§ WHAT TO WORK ON
Nothing but the lines holding the string "substitutions" should appear in the answer. Copy them from the entries.

(Saved entries)

impl Deduce for NoSyncAttr {
    fn position(&self) -> Position {
        self.pos
    }

    fn state(&self) -> &dyn AbstractState {
        &self.state
    }

    fn state_mut(&mut self) -> &mut dyn AbstractState {
        &mut self.state
    }

    fn initialize(&mut self, a: &mut FixpointEngine) {
        seed_boolean(&mut self.state, a, self.pos, AttrKindTag::NoSync);
    }

    fn update(&mut self, a: &mut FixpointEngine) -> ChangeStatus {
        let before = self.state;
        match self.pos {
            Position::Function(f) => {
                let ok = a.check_for_all_instructions(
                    f,
                    |op| {
                        matches!(op, Opcode::Load { .. } | Opcode::Store { .. })
                            || op.is_call_like()
                    },
                    Self::inst_is_no_sync,
                );
                if !ok {
                    self.state.indicate_pessimistic_fixpoint();
                }
            }
            Position::CallSite(_) => {
                // A convergent call synchronizes by definition unless the callee itself is
                // no-sync, which is exactly the check below.
                match bool_from_callee(a, AttrKind::NoSync, self.pos) {
                    Some((assumed, known)) => {
                        if !assumed {
                            self.state.indicate_pessimistic_fixpoint();
                        } else if known {
                            self.state.set_known();
                        }
                    }
                    None => {
                        self.state.indicate_pessimistic_fixpoint();
                    }
                }
            }
            _ => {
                self.state.indicate_pessimistic_fixpoint();
            }
        }
        delta(before, self.state)
    }

    fn manifest(&self, a: &mut FixpointEngine) -> ChangeStatus {
        manifest_boolean(a, self.pos, &self.state, Attr::NoSync)
    }

    fn as_str(&self, _m: &Module) -> String {
        boolean_as_str("nosync", &self.state)
    }
}

// ---- no-free ---------------------------------------------------------------

/// The function (or the tracked pointer) is never passed to a deallocation routine.
pub struct NoFreeAttr {
    pub pos: Position,
    pub state: BooleanState,
}
//! Deferred IR edits and their replay.
//!
//! During the manifest phase records only *stage* changes; nothing touches the IR until the
//! lattice has settled everywhere. Replay then applies the queues in a fixed order so that edits
//! compose: first value substitutions, then unreachable markers, then control-flow folding, then
//! deletions, and structural surgery (allocation demotion, signature rewriting, function removal)
//! last.

use crate::callgraph::CallGraphUpdater;
use crate::containers::unordered::UnorderedSet;
use crate::ir::{
    AttrSet, Block, CallSiteAttrs, Func, FunctionData, Module, Opcode, Ty, UseRef, Val,
};
use crate::lattice::ChangeStatus;
use crate::log::*;

/// A staged demotion of one heap allocation to a stack slot.
pub struct HeapToStackRewrite {
    pub malloc: Val,
    pub size: u64,
    pub frees: Vec<Val>,
}

/// A staged signature change: one pointer argument becomes a sequence of flattened values.
///
/// `callee_repair` runs once inside the new function body and returns the value that stands in
/// for the old argument (typically a rebuilt stack slot). `call_site_repair` runs per call site
/// and produces the operand values replacing the old pointer operand.
pub struct SignatureRewrite {
    pub func: Func,
    pub arg_index: usize,
    pub replacement_types: Vec<Ty>,
    pub callee_repair:
        Box<dyn Fn(&mut Module, Func, &[Val]) -> Option<Val>>,
    pub call_site_repair: Box<dyn Fn(&mut Module, Val, Val) -> Vec<Val>>,
}

/// All queues of deferred edits.
#[derive(Default)]
pub struct RewriteChanges {
    pub use_replacements: Vec<(UseRef, Val)>,
    pub value_replacements: Vec<(Val, Val)>,
    /// Instructions whose execution is undefined; everything from them onward is cut.
    pub unreachable_before: Vec<Val>,
    /// Call-like instructions control provably never passes; their tails are cut.
    pub unreachable_after: Vec<Val>,
    pub dead_values: Vec<Val>,
    pub dead_blocks: Vec<Block>,
    pub invoke_to_call: Vec<Val>,
    pub heap_to_stack: Vec<HeapToStackRewrite>,
    pub signature_rewrites: Vec<SignatureRewrite>,
    pub delete_functions: Vec<Func>,
}

impl RewriteChanges {
    pub fn new() -> Self {
        Default::default()
    }

    pub fn is_empty(&self) -> bool {
        self.use_replacements.is_empty()
            && self.value_replacements.is_empty()
            && self.unreachable_before.is_empty()
            && self.unreachable_after.is_empty()
            && self.dead_values.is_empty()
            && self.dead_blocks.is_empty()
            && self.invoke_to_call.is_empty()
            && self.heap_to_stack.is_empty()
            && self.signature_rewrites.is_empty()
            && self.delete_functions.is_empty()
    }

    /// Apply every staged edit. Returns whether the IR changed.
    pub fn replay(mut self, m: &mut Module, cg: &mut dyn CallGraphUpdater) -> ChangeStatus {
        if self.is_empty() {
            return ChangeStatus::Unchanged;
        }
        let mut changed = ChangeStatus::Unchanged;

        // 1. Value and use substitutions. Substituting undef into a branch condition would leave
        //    the branch picking an arbitrary edge; it becomes an unreachable marker instead.
        let mut extra_unreachable: Vec<Val> = vec![];
        let use_is_branch_condition = |m: &Module, u: &UseRef| {
            u.index == 0
                && matches!(
                    m.inst(u.user).map(|i| &i.op),
                    Some(Opcode::CondBr { .. }) | Some(Opcode::Switch { .. })
                )
        };
        for (old, new) in std::mem::take(&mut self.value_replacements) {
            if old == new || m.val(old).deleted || m.val(new).deleted {
                continue;
            }
            let uses: Vec<UseRef> = m.val(old).uses.clone();
            for u in uses {
                if m.is_undef(new) && use_is_branch_condition(m, &u) {
                    extra_unreachable.push(u.user);
                } else {
                    m.replace_use(u, new);
                    changed = ChangeStatus::Changed;
                }
            }
        }
        for (u, new) in std::mem::take(&mut self.use_replacements) {
            if m.val(u.user).deleted || m.val(new).deleted {
                continue;
            }
            let still_present = m
                .inst(u.user)
                .map_or(false, |inst| inst.operands.get(u.index).is_some());
            if !still_present {
                continue;
            }
            if m.is_undef(new) && use_is_branch_condition(m, &u) {
                extra_unreachable.push(u.user);
            } else {
                m.replace_use(u, new);
                changed = ChangeStatus::Changed;
            }
        }
        self.unreachable_before.extend(extra_unreachable);

        // 2. Unreachable markers.
        for v in std::mem::take(&mut self.unreachable_before) {
            if m.val(v).deleted {
                continue;
            }
            changed |= change_to_unreachable(m, v, true);
        }
        for v in std::mem::take(&mut self.unreachable_after) {
            if m.val(v).deleted {
                continue;
            }
            changed |= change_to_unreachable(m, v, false);
        }

        // 3. Branch folding: conditions that became constants pick their edge now.
        changed |= fold_constant_branches(m);

        // 4. Heap allocations demoted to the stack.
        for h2s in std::mem::take(&mut self.heap_to_stack) {
            changed |= apply_heap_to_stack(m, h2s);
        }

        // 5. Dead instruction deletion: staged dead values first, then the trivial sweep.
        for v in std::mem::take(&mut self.dead_values) {
            if m.val(v).deleted {
                continue;
            }
            let uses: Vec<UseRef> = m.val(v).uses.clone();
            for u in uses {
                let ty = m.ty_of(v).clone();
                let undef = m.undef(ty);
                m.replace_use(u, undef);
            }
            m.erase_inst(v);
            changed = ChangeStatus::Changed;
        }
        changed |= delete_trivially_dead(m);

        // 6. Invoke demotion ahead of block deletion, so the unwind edge is unhooked first.
        for v in std::mem::take(&mut self.invoke_to_call) {
            if m.val(v).deleted {
                continue;
            }
            changed |= demote_invoke_to_call(m, v);
            cg.replace_call_site(v, v);
        }

        // 7. Dead blocks are detached in batch.
        let mut seen: UnorderedSet<Block> = Default::default();
        for b in std::mem::take(&mut self.dead_blocks) {
            if !seen.insert(b) || m.block(b).deleted {
                continue;
            }
            detach_block(m, b);
            changed = ChangeStatus::Changed;
        }

        // 8. Signature rewrites.
        for sr in std::mem::take(&mut self.signature_rewrites) {
            if m.func(sr.func).deleted {
                continue;
            }
            let new_func = rewrite_signature(m, &sr);
            cg.replace_function_with(sr.func, new_func);
            changed = ChangeStatus::Changed;
        }

        // 9. Function deletion last; everything referencing these is gone by now.
        for f in std::mem::take(&mut self.delete_functions) {
            if m.func(f).deleted {
                continue;
            }
            info!("deleting dead function"; "name" => &m.func(f).name);
            cg.remove_function(f);
            m.delete_function(f);
            changed = ChangeStatus::Changed;
        }

        changed
    }
}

§ TASK OUTPUT
//! compose: first value substitutions, then unreachable markers, then control-flow folding, then
        // 1. Value and use substitutions. Substituting undef into a branch condition would leave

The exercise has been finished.